After weeks of the paranoid style in health care politics, it is now in full bloom in the realm of educational politics as well. Obama, we are told, has set out to indoctrinate American school children with his socialist doctrine through a planned address to American school children next week. The Cato Institute blog has outstripped its usual prodigious output with nearly hourly condemnations of Obama’s planned speech and the lesson plans produced by the USDoE for the event. Its torrent of criticism culminated most recently [at least at this hour] with the charge of an Obama “cult of personality,” a term of art that arose to describe the murderous rule of Stalin.* The Amen chorus at the National Review blog, led by Jonah Goldberg of Liberal Fascism fame, all agree with Cato on the existence of a dangerous Obama “cult of personality.”¶ Fox News commentator Monica Crowley decries Obama’s words urging students to stay in school and work hard as “Orwellian,” proclaiming that “this is what Chairman Mao did.” World Net Daily’s Bob Unruh compares the Obama speech on the importance of education to Hitler Youth. For the second time in two days, American Enterprise Institute house educational expert Rick Hess denounces the proposed Obama message of personal responsibility, this time as “groupthink.” Hess approvingly quotes Charles Murray of Bell Curve fame, that “if George W. Bush had proposed to make a national speech to schoolchildren, complete with lesson plans, isn’t ‘creepy’ a word that would have come to mind?” Little does it matter to Murray and Hess that George W. Bush [and his father] not 0nly proposed, but actually delivered such speeches. Florida GOP Chairman Jim Greer opines that he is “absolutely appalled that taxpayer dollars are being used to spread President Obama’s socialist ideology.” And for good measure, Michelle Malkin throws in a shot at “zealous teacher unions.” It appears that someone forget to tell both the Obama DoE and us that teacher unions were the instrumentalities of Obama’s socialist propaganda.

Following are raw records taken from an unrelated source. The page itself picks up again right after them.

//! Ordinary least-squares trend line for scatter plots.

use serde::Serialize;

#[derive(Debug, Clone, Copy, PartialEq, Serialize)]
pub struct TrendLine {
    pub slope: f64,
    pub intercept: f64,
}

impl TrendLine {
    /// Fit `y = slope * x + intercept` over pairs where both values are finite.
    ///
    /// `None` with fewer than two usable points or when every x is the same.
    pub fn fit(xs: &[f64], ys: &[f64]) -> Option<Self> {
        let points: Vec<(f64, f64)> = xs
            .iter()
            .zip(ys)
            .filter(|(x, y)| x.is_finite() && y.is_finite())
            .map(|(&x, &y)| (x, y))
            .collect();
        if points.len() < 2 {
            return None;
        }

        let n = points.len() as f64;
        let mean_x = points.iter().map(|p| p.0).sum::<f64>() / n;
        let mean_y = points.iter().map(|p| p.1).sum::<f64>() / n;

        let (sxy, sxx) = points.iter().fold((0.0, 0.0), |(sxy, sxx), &(x, y)| {
            let dx = x - mean_x;
            (sxy + dx * (y - mean_y), sxx + dx * dx)
        });
        if sxx == 0.0 {
            return None;
        }

        let slope = sxy / sxx;
        Some(Self {
            slope,
            intercept: mean_y - slope * mean_x,
        })
    }

    pub fn at(&self, x: f64) -> f64 {
        self.slope * x + self.intercept
    }
}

This is surreal beyond all belief, in a way that makes the descriptor “paranoid” an inadequate understatement. Obama is so much of a socialist that in the real world he could not bring himself to propose the modestly social democratic single payer system of health care insurance, a form of which exists in every other Western democracy, and he has been hinting of his willingness to abandon the “public option” in his proposals for health care reform. Get a grip, boys and girls.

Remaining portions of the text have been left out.